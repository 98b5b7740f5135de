//! Onboarding answers and the intensity scale.

use crate::error::{ReactivateError, Result};
use indexmap::IndexSet;
use serde::{Deserialize, Serialize};
use std::fmt;
use std::str::FromStr;

/// Today's training intensity on a 1-10 scale.
#[derive(Debug, Clone, Copy, PartialEq, Eq, PartialOrd, Ord, Hash, Serialize, Deserialize)]
#[serde(try_from = "i64", into = "u8")]
pub struct Intensity(u8);

impl Intensity {
    pub const MIN: u8 = 1;
    pub const MAX: u8 = 10;
    pub const DEFAULT: Self = Self(7);

    /// Create an intensity, rejecting values outside 1..=10.
    pub fn new(value: i64) -> Result<Self> {
        if (i64::from(Self::MIN)..=i64::from(Self::MAX)).contains(&value) {
            Ok(Self(value as u8))
        } else {
            Err(ReactivateError::invalid_intensity(value))
        }
    }

    /// Create an intensity, clamping into 1..=10.
    #[must_use]
    pub fn saturating(value: i64) -> Self {
        Self(value.clamp(i64::from(Self::MIN), i64::from(Self::MAX)) as u8)
    }

    #[must_use]
    pub const fn value(self) -> u8 {
        self.0
    }

    /// Step the slider by `delta`, staying on the scale.
    #[must_use]
    pub fn adjust(self, delta: i64) -> Self {
        Self::saturating(i64::from(self.0) + delta)
    }

    /// Tier this intensity falls into.
    #[must_use]
    pub const fn tier(self) -> Tier {
        Tier::from_intensity(self)
    }
}

impl Default for Intensity {
    fn default() -> Self {
        Self::DEFAULT
    }
}

impl fmt::Display for Intensity {
    fn fmt(&self, f: &mut fmt::Formatter<'_>) -> fmt::Result {
        write!(f, "{}", self.0)
    }
}

impl TryFrom<i64> for Intensity {
    type Error = ReactivateError;

    fn try_from(value: i64) -> Result<Self> {
        Self::new(value)
    }
}

impl From<Intensity> for u8 {
    fn from(value: Intensity) -> Self {
        value.0
    }
}

impl FromStr for Intensity {
    type Err = ReactivateError;

    fn from_str(s: &str) -> Result<Self> {
        let value: i64 = s
            .trim()
            .parse()
            .map_err(|_| ReactivateError::config(format!("'{s}' is not a whole number")))?;
        Self::new(value)
    }
}

/// Recovery bucket selected from training intensity.
#[derive(Debug, Clone, Copy, PartialEq, Eq, Hash, Serialize, Deserialize)]
#[serde(rename_all = "lowercase")]
pub enum Tier {
    Light,
    Moderate,
    Intense,
}

impl Tier {
    /// Both boundaries (5 and 8) belong to the higher tier.
    #[must_use]
    pub const fn from_intensity(intensity: Intensity) -> Self {
        match intensity.0 {
            8.. => Self::Intense,
            5..=7 => Self::Moderate,
            _ => Self::Light,
        }
    }

    #[must_use]
    pub const fn name(self) -> &'static str {
        match self {
            Self::Light => "light",
            Self::Moderate => "moderate",
            Self::Intense => "intense",
        }
    }

    #[must_use]
    pub const fn all() -> &'static [Self] {
        &[Self::Light, Self::Moderate, Self::Intense]
    }
}

impl fmt::Display for Tier {
    fn fmt(&self, f: &mut fmt::Formatter<'_>) -> fmt::Result {
        f.write_str(self.name())
    }
}

/// Flip membership of `item`: remove it when present, append it otherwise.
///
/// Returns whether the item is selected afterwards.
pub fn toggle(set: &mut IndexSet<String>, item: &str) -> bool {
    if set.shift_remove(item) {
        false
    } else {
        set.insert(item.to_string());
        true
    }
}

/// Answers collected on the onboarding screen.
#[derive(Debug, Clone, Default, PartialEq, Eq, Serialize, Deserialize)]
pub struct Assessment {
    /// Sore body areas, in the order they were picked
    pub pain_areas: IndexSet<String>,
    pub intensity: Intensity,
    /// Equipment on hand, in the order it was picked
    pub equipment: IndexSet<String>,
}

impl Assessment {
    #[must_use]
    pub fn new() -> Self {
        Self::default()
    }

    /// Start from a configured default intensity.
    #[must_use]
    pub fn with_intensity(intensity: Intensity) -> Self {
        Self {
            intensity,
            ..Self::default()
        }
    }

    pub fn toggle_pain_area(&mut self, area: &str) -> bool {
        toggle(&mut self.pain_areas, area)
    }

    pub fn toggle_equipment(&mut self, item: &str) -> bool {
        toggle(&mut self.equipment, item)
    }

    #[must_use]
    pub fn has_pain_area(&self, area: &str) -> bool {
        self.pain_areas.contains(area)
    }

    #[must_use]
    pub fn has_equipment(&self, item: &str) -> bool {
        self.equipment.contains(item)
    }

    /// Build the plan for these answers.
    #[must_use]
    pub fn plan(&self) -> super::RecoveryPlan {
        super::generate(self.intensity, &self.pain_areas, &self.equipment)
    }
}
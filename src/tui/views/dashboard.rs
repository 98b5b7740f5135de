//! Dashboard: insight card, the exercise list with timer, progress sidebar.

use crate::model::RecoveryPlan;
use crate::session::{ExerciseTimer, Session};
use crate::tui::theme::{colors, Styles};
use crate::tui::widgets::{chip_line, panel};
use ratatui::{
    prelude::*,
    widgets::{Paragraph, Wrap},
};

// Fixed demo figures shown on the progress card.
const STREAK: &str = "5 days";
const PAIN_REDUCTION: &str = "-23%";

pub fn render_dashboard(frame: &mut Frame, area: Rect, session: &Session) {
    let Some(plan) = session.plan() else {
        return;
    };

    let rows = Layout::default()
        .direction(Direction::Vertical)
        .constraints([Constraint::Length(5), Constraint::Min(8)])
        .split(area);

    render_insight(frame, rows[0], plan);

    let cols = Layout::default()
        .direction(Direction::Horizontal)
        .constraints([Constraint::Percentage(66), Constraint::Percentage(34)])
        .split(rows[1]);

    render_exercises(
        frame,
        cols[0],
        plan,
        session.current_exercise_index(),
        session.timer(),
    );
    render_sidebar(frame, cols[1], plan, session.completed_sessions());
}

fn render_insight(frame: &mut Frame, area: Rect, plan: &RecoveryPlan) {
    let insight = Paragraph::new(Line::styled(plan.insight.clone(), Styles::text()))
        .block(panel("◆ AI Recovery Insight", false).border_style(Style::default().fg(colors().brand_alt)))
        .wrap(Wrap { trim: true });
    frame.render_widget(insight, area);
}

fn render_exercises(
    frame: &mut Frame,
    area: Rect,
    plan: &RecoveryPlan,
    current: usize,
    timer: &ExerciseTimer,
) {
    let scheme = colors();
    let mut lines = Vec::new();

    for (idx, exercise) in plan.exercises.iter().enumerate() {
        let (marker, color) = if idx < current {
            ("✓", scheme.done)
        } else if idx == current {
            ("●", scheme.current)
        } else {
            ("○", scheme.pending)
        };

        let name_style = if idx == current {
            Style::default().fg(scheme.current).bold()
        } else {
            Styles::value()
        };

        let mut spans = vec![
            Span::styled(format!(" {marker} "), Style::default().fg(color).bold()),
            Span::styled(exercise.name.clone(), name_style),
            Span::styled(format!("  {}", exercise.duration), Styles::text_muted()),
        ];
        if idx == current {
            spans.push(Span::raw("   "));
            spans.extend(timer_controls(timer));
        }

        lines.push(Line::from(spans));
        lines.push(Line::styled(
            format!("   {}", exercise.description),
            Styles::text_muted(),
        ));
        lines.push(Line::from(""));
    }

    let block = panel(&plan.title, true).title_top(
        Line::styled(format!(" ⏱ {} ", plan.total_duration), Styles::text_muted()).right_aligned(),
    );
    let list = Paragraph::new(lines).block(block);
    frame.render_widget(list, area);
}

fn timer_controls(timer: &ExerciseTimer) -> Vec<Span<'static>> {
    let scheme = colors();
    if timer.is_running() {
        vec![
            Span::styled(format!("▶ {}", timer.display()), Style::default().fg(scheme.current).bold()),
            Span::styled("  [p]", Styles::shortcut_key()),
            Span::styled("pause", Styles::shortcut_desc()),
            Span::styled(" [c]", Styles::shortcut_key()),
            Span::styled("complete", Styles::shortcut_desc()),
        ]
    } else {
        let mut spans = vec![
            Span::styled("[s]", Styles::shortcut_key()),
            Span::styled("Start", Styles::shortcut_desc()),
        ];
        if timer.elapsed_seconds() > 0 {
            spans.push(Span::styled(
                format!("  ⏸ {}", timer.display()),
                Styles::warning(),
            ));
        }
        spans
    }
}

fn render_sidebar(frame: &mut Frame, area: Rect, plan: &RecoveryPlan, completed_sessions: u32) {
    let scheme = colors();
    let rows = Layout::default()
        .direction(Direction::Vertical)
        .constraints([
            Constraint::Length(5),
            Constraint::Min(3),
            Constraint::Min(3),
        ])
        .split(area);

    let stat = |label: &'static str, value: String, style: Style| {
        Line::from(vec![
            Span::styled(format!(" {label}: "), Styles::text_muted()),
            Span::styled(value, style),
        ])
    };
    let progress = Paragraph::new(vec![
        stat(
            "Sessions This Week",
            completed_sessions.to_string(),
            Styles::value(),
        ),
        stat("Streak", STREAK.to_string(), Styles::value()),
        stat("Pain Reduction", PAIN_REDUCTION.to_string(), Styles::success().bold()),
    ])
    .block(panel("Your Progress", false));
    frame.render_widget(progress, rows[0]);

    let focus = Paragraph::new(chip_line(&plan.pain_focus, scheme.pain_chip))
        .block(panel("Focus Areas", false))
        .wrap(Wrap { trim: false });
    frame.render_widget(focus, rows[1]);

    let equipment = Paragraph::new(chip_line(&plan.equipment_used, scheme.equipment_chip))
        .block(panel("Using Today", false))
        .wrap(Wrap { trim: false });
    frame.render_widget(equipment, rows[2]);
}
***
[REQUIRED WORK]: Lines from the entries that contain the string "list" are what must be copied.

[EXERCISE SOLUTION]:
//! Dashboard: insight card, the exercise list with timer, progress sidebar.
    let list = Paragraph::new(lines).block(block);
    frame.render_widget(list, area);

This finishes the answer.